Susana Díaz urge a resolver la gobernabilidad «rápidamente»

Hace pedagogía de la abstención, aunque evita pronunciar esta palabra

La presidenta de la Junta, Susana Díaz, intervino en el Debate de la Comunidad
La presidenta de la Junta, Susana Díaz, intervino en el Debate de la Comunidadlarazon

El esperado Debate sobre el Estado de la Comunidad mutó en muchos momentos en Debate sobre el Estado de la Nación. La presidenta de la Junta, Susana Díaz, tras tomar el atril, puso el foco en la situación de bloqueo que se vive en España. «Necesitamos, como españoles y como andaluces, que se resuelva rápidamente la cuestión de gobernabilidad. Más allá de cómo se haga o deba hacerse, creo que todos estamos de acuerdo en ello y creo, además, que se trata de una cuestión capital». «Estamos poniendo en riesgo la paciencia y la confianza de los españoles en el sistema, porque ven que sus representantes no son capaces de hacer política en el escenario que los mismos ciudadanos han decidido mediante su voto en las urnas», adujo la baronesa socialista. «No podemos ocultar que no tener a estas alturas un gobierno no es serio».

«Este es un debate sobre Andalucía», deslizó la presidenta de la Junta, pero lo cierto es que a lo largo de su hora y cuarto de discurso matinal habló de España, del desafío secesionista catalán y hasta de la posibilidad de que el comisario europeo Pierre Moscovici suspenda los fondos estructurales para 2017 por los incumplimientos del Gobierno central. Todas estas referencias las enmarcó la jefa del Ejecutivo andaluz en un mensaje fuerza: nada de lo que ocurre en España «le es ajeno» a Andalucía, por lo que la comunidad está llamada a desempeñar un papel «protagonista» en el tablero nacional. «Queremos tener presencia, voz y voto en los desafíos que afrontamos. Desafíos que son compartidos por nosotros porque los casi nueve millones de españoles que vivimos y trabajamos en esta tierra nos consideramos partícipes de un proyecto común». «Reclamo el protagonismo de Andalucía y trabajo todos los días para que desde esta comunidad podamos contribuir a ese proyecto colectivo desde la primera línea». «Sé que otros preferirían que eso no fuera así, que nos quedáramos a la expectativa, que asistiéramos como testigos de lo que otros deciden, que Andalucía jugara, en fin, un papel subsidiario, ese papel que además el pueblo andaluz rechazó el 28 de Febrero».
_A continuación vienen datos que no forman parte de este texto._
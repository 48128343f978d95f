//! Lifecycle management subsystem.
//!
//! # Data Flow
//! ```text
//! Shutdown (shutdown.rs):
//!     Ctrl+C / SIGTERM → latched watch flag → server drains → final report
//! ```

pub mod shutdown;

pub use shutdown::{wait_for_signal, Shutdown, ShutdownSignal};
//! Structured logging.
//!
//! # Responsibilities
//! - Initialize the `tracing` subscriber
//! - Configure log level from environment or config
//!
//! # Design Decisions
//! - `RUST_LOG` wins over the configured level
//! - JSON format for production, pretty format for development

use tracing_subscriber::{layer::SubscriberExt, util::SubscriberInitExt, EnvFilter};

use crate::config::ObservabilityConfig;

/// Install the global subscriber. Calling it twice is a no-op.
pub fn init(config: &ObservabilityConfig) {
    let filter = EnvFilter::try_from_default_env().unwrap_or_else(|_| {
        EnvFilter::new(format!(
            "auto_router={level},autorouter_cli={level},tower_http={level}",
            level = config.log_level
        ))
    });

    let registry = tracing_subscriber::registry().with(filter);

    let result = if config.log_format == "json" {
        registry
            .with(tracing_subscriber::fmt::layer().json())
            .try_init()
    } else {
        registry.with(tracing_subscriber::fmt::layer()).try_init()
    };

    if result.is_err() {
        tracing::debug!("Tracing subscriber already installed");
    }
}
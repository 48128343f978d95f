//! Configuration validation.
//!
//! # Responsibilities
//! - Semantic validation (serde handles syntactic)
//! - Validate value ranges and address formats
//!
//! # Design Decisions
//! - Returns all validation errors, not just first
//! - Pure function: AutoRouterConfig → Result<(), Vec<ValidationError>>

use std::fmt;
use std::net::SocketAddr;

use crate::config::schema::AutoRouterConfig;

/// A single semantic problem in the configuration.
#[derive(Debug, Clone, PartialEq, Eq)]
pub struct ValidationError {
    pub field: &'static str,
    pub message: String,
}

impl ValidationError {
    fn new(field: &'static str, message: impl Into<String>) -> Self {
        Self {
            field,
            message: message.into(),
        }
    }
}

impl fmt::Display for ValidationError {
    fn fmt(&self, f: &mut fmt::Formatter<'_>) -> fmt::Result {
        write!(f, "{}: {}", self.field, self.message)
    }
}

/// Check a parsed configuration for semantic errors.
pub fn validate_config(config: &AutoRouterConfig) -> Result<(), Vec<ValidationError>> {
    let mut errors = Vec::new();

    if config.modules_path.trim().is_empty() {
        errors.push(ValidationError::new("modules_path", "must not be empty"));
    }

    if config.metrics_log_path.trim().is_empty() {
        errors.push(ValidationError::new("metrics_log_path", "must not be empty"));
    }

    if config.operational_log_path.trim().is_empty() {
        errors.push(ValidationError::new("operational_log_path", "must not be empty"));
    }

    if config.listener.bind_address.parse::<SocketAddr>().is_err() {
        errors.push(ValidationError::new(
            "listener.bind_address",
            format!("invalid socket address '{}'", config.listener.bind_address),
        ));
    }

    if config.timeouts.request_secs == 0 {
        errors.push(ValidationError::new("timeouts.request_secs", "must be greater than 0"));
    }

    if !matches!(config.observability.log_format.as_str(), "pretty" | "json") {
        errors.push(ValidationError::new(
            "observability.log_format",
            format!("expected 'pretty' or 'json', got '{}'", config.observability.log_format),
        ));
    }

    if config.observability.prometheus_enabled
        && config.observability.prometheus_address.parse::<SocketAddr>().is_err()
    {
        errors.push(ValidationError::new(
            "observability.prometheus_address",
            format!("invalid socket address '{}'", config.observability.prometheus_address),
        ));
    }

    let prefix = &config.admin.path_prefix;
    if config.admin.enabled && (!prefix.starts_with('/') || prefix.len() < 2 || prefix.ends_with('/')) {
        errors.push(ValidationError::new(
            "admin.path_prefix",
            "must start with '/', must not be '/' and must not end with '/'",
        ));
    }

    if matches!(&config.admin.api_key, Some(key) if key.trim().is_empty()) {
        errors.push(ValidationError::new("admin.api_key", "must not be empty when set"));
    }

    if errors.is_empty() {
        Ok(())
    } else {
        Err(errors)
    }
}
El discurso inicial de Díaz, antes de que comenzara el cuerpo a cuerpo con el resto de líderes políticos, fue, además de un ejercicio de pedagogía de la abstención del Partido Socialista –sin que en ningún momento pronunciara la palabra abstención–, un ejercicio de reafirmación personal de la líder andaluza y, de paso, de la comunidad como una de las pocas regiones de Europa bajo signo socialista. «Soy plenamente consciente de que la existencia de un gobierno de estas características en una comunidad con nueve millones de habitantes es un espejo donde a la derecha no le gusta mirarse». «Como presidenta de este gobierno socialista me enorgullezco de serlo, aunque también lamento muy sinceramente que en España y en Europa no abunden gobiernos de este signo».

El tanto se lo apuntó personalmente al señalar, en un guiño implícito a la abstención que previsiblemente acordará el PSOE en el Comité Federal del domingo, que cumple con la premisa de «derrotar en las urnas a la derecha y mantenerla en la oposición, que es donde menos daño hace. Y ahí es donde el PSOE de Andalucía y, si me permiten yo misma, tenemos a la derecha».